About a year or so ago I had heard that the pastor, Rev. Robert Barrowclough, was about to retire. I'm not sure who replaced him though. (Newark Memories note: the new pastor is Rev. Randy Van Doornik) The number of parishioners has dwindled to around 50 or so mostly elderly persons. The church had just turned 150 years old last year.

The church was once home to many of Newark's famous "movers and shakers" among them were the Ballantines, the Frelinghuysens, and former United States Supreme Court Justice, from 1870 to 1892, Joseph Bradley. The church was actually started in Bradley's home in 1856, some fourteen years before he was appointed to the Court by President Ulysses S. Grant. He had is own private pew in the church. The pew and nameplate are still there.

I'll quote here from that newspaper: Rev. Barrowclough tells the story of how the two church members influenced American History. Bradley, as a Supreme Court justice and a member of a special electoral commission, cast the deciding vote in 1876, breaking the tie in the Electoral College between Rutherford B. Hayes and Samuel J. Tilden. Hayes, the Republican, became President.

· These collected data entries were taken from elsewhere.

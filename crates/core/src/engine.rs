//! Panel lifecycle controller.
//!
//! Owns the parameter cache of one editor and decides when a pass
//! (extract → classify → merge) runs: when the schema reports a change, when
//! the panel is shown, and when the host reports a document edit while the
//! panel is visible. Consumers read an atomically swapped
//! [`ParameterSnapshot`]; a merge in progress is never observable.

use crate::binding::{self, InlayHint};
use crate::bridge::Bridge;
use crate::cache::{ParameterCache, ParameterMap};
use crate::codec::{self, DisplayValue};
use crate::config::EngineConfig;
use crate::document::QueryDocument;
use crate::error::{ParamsError, Result};
use crate::extractor::{extract, FlexibleSearchParser, PlaceholderParser};
use crate::schema::SchemaOracle;
use crate::types::{Parameter, ValueKind};
use log::{debug, info};
use serde::Serialize;
use std::sync::{Arc, Mutex, MutexGuard, PoisonError};
use std::time::{Instant, SystemTime};
use tokio::sync::{broadcast, watch};

#[derive(Debug, Clone, Copy, PartialEq, Eq, Serialize)]
#[serde(rename_all = "snake_case")]
pub enum SchemaReadiness {
    Uninitialized,
    Ready,
}

impl SchemaReadiness {
    const fn from_ready(ready: bool) -> Self {
        if ready {
            Self::Ready
        } else {
            Self::Uninitialized
        }
    }
}

/// Inputs a pass was computed from
#[derive(Debug, Clone, Copy, PartialEq, Eq, Hash, Serialize)]
pub struct PassStamp {
    pub revision: u64,
    pub generation: u64,
}

impl PassStamp {
    /// Both inputs no newer than `other`, and not the same inputs
    #[must_use]
    pub fn is_older_than(&self, other: &Self) -> bool {
        self != other && self.revision <= other.revision && self.generation <= other.generation
    }
}

#[derive(Debug, Clone, Copy, PartialEq, Eq, Serialize)]
#[serde(rename_all = "snake_case")]
pub enum PassReason {
    SchemaChanged,
    PanelShown,
    DocumentChanged,
    Explicit,
}

#[derive(Debug, Clone, Copy, PartialEq, Eq)]
pub enum PassOutcome {
    /// Cache replaced with the result of this pass
    Merged(PassStamp),
    /// Same inputs already merged or in flight
    Coalesced,
    /// Schema not initialised; nothing extracted
    NotReady,
    /// Text does not parse; the held parameters stay as they were
    ParseUnavailable,
    /// A pass over newer inputs committed first
    Superseded,
    Disposed,
}

/// Broadcast after every committed pass
#[derive(Debug, Clone)]
pub struct PassUpdate {
    pub stamp: PassStamp,
    pub reason: PassReason,
    pub parameter_count: usize,
    pub duration_ms: u64,
    pub completed_at: SystemTime,
}

/// Consistent, read-only view of the engine state
#[derive(Debug, Clone)]
pub struct ParameterSnapshot {
    pub readiness: SchemaReadiness,
    pub visible: bool,
    pub parameters: ParameterMap,
    pub stamp: Option<PassStamp>,
    pub passes: u64,
}

impl ParameterSnapshot {
    /// Parameters to expose; always empty while the schema is not ready
    #[must_use]
    pub fn exposed(&self) -> Vec<Parameter> {
        match self.readiness {
            SchemaReadiness::Ready => self.parameters.to_vec(),
            SchemaReadiness::Uninitialized => Vec::new(),
        }
    }
}

/// What the rendering layer should show for one parameter
#[derive(Debug, Clone, PartialEq, Eq, Serialize)]
pub struct ParameterView {
    pub name: String,
    pub kind: ValueKind,
    pub value: String,
    pub display: DisplayValue,
}

#[derive(Debug, Clone, PartialEq, Eq, Serialize)]
#[serde(tag = "state", content = "parameters", rename_all = "snake_case")]
pub enum PanelView {
    Hidden,
    /// Type metadata still loading
    NotReady,
    NoParameters,
    Parameters(Vec<ParameterView>),
}

struct EngineState {
    cache: ParameterCache,
    readiness: SchemaReadiness,
    generation: u64,
    visible: bool,
    last_stamp: Option<PassStamp>,
    in_flight: Option<PassStamp>,
    passes: u64,
    disposed: bool,
}

pub(crate) struct EngineInner {
    document: Arc<dyn QueryDocument>,
    schema: Arc<dyn SchemaOracle>,
    parser: Arc<dyn PlaceholderParser>,
    state: Mutex<EngineState>,
    snapshot_tx: watch::Sender<Arc<ParameterSnapshot>>,
    update_tx: broadcast::Sender<PassUpdate>,
    bridge: Mutex<Option<Bridge>>,
}

/// Parameter binding engine for one editor. Cheap to clone.
#[derive(Clone)]
pub struct ParameterEngine {
    inner: Arc<EngineInner>,
}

Freylinghuysen was a Republican senator at the time and it was widely believed that he influenced Bradley's vote. "A presidential election was probably decided on a train from Newark to Washington," said Barrowclough, "after the two men had worshipped together at North Reformed church," he said.

One of the more famous preachers in the church was Abraham Polhemus whose home still stands on Washington Street right next door to the Newark Museum and which is rumored to have been one of the houses on the "Underground Railroad."

There are beautiful Tiffany stained glass windows in the church one of which is dedicated to the soldiers of the two World Wars and another window which pays honor to one of the founders of the church, Frederick T. Frelinghuysen, who went on to become a United States Senator and also a Secretary Of State.

Like many churches in the inner cities this one has fallen on hard times and I hope that somehow it is able to survive.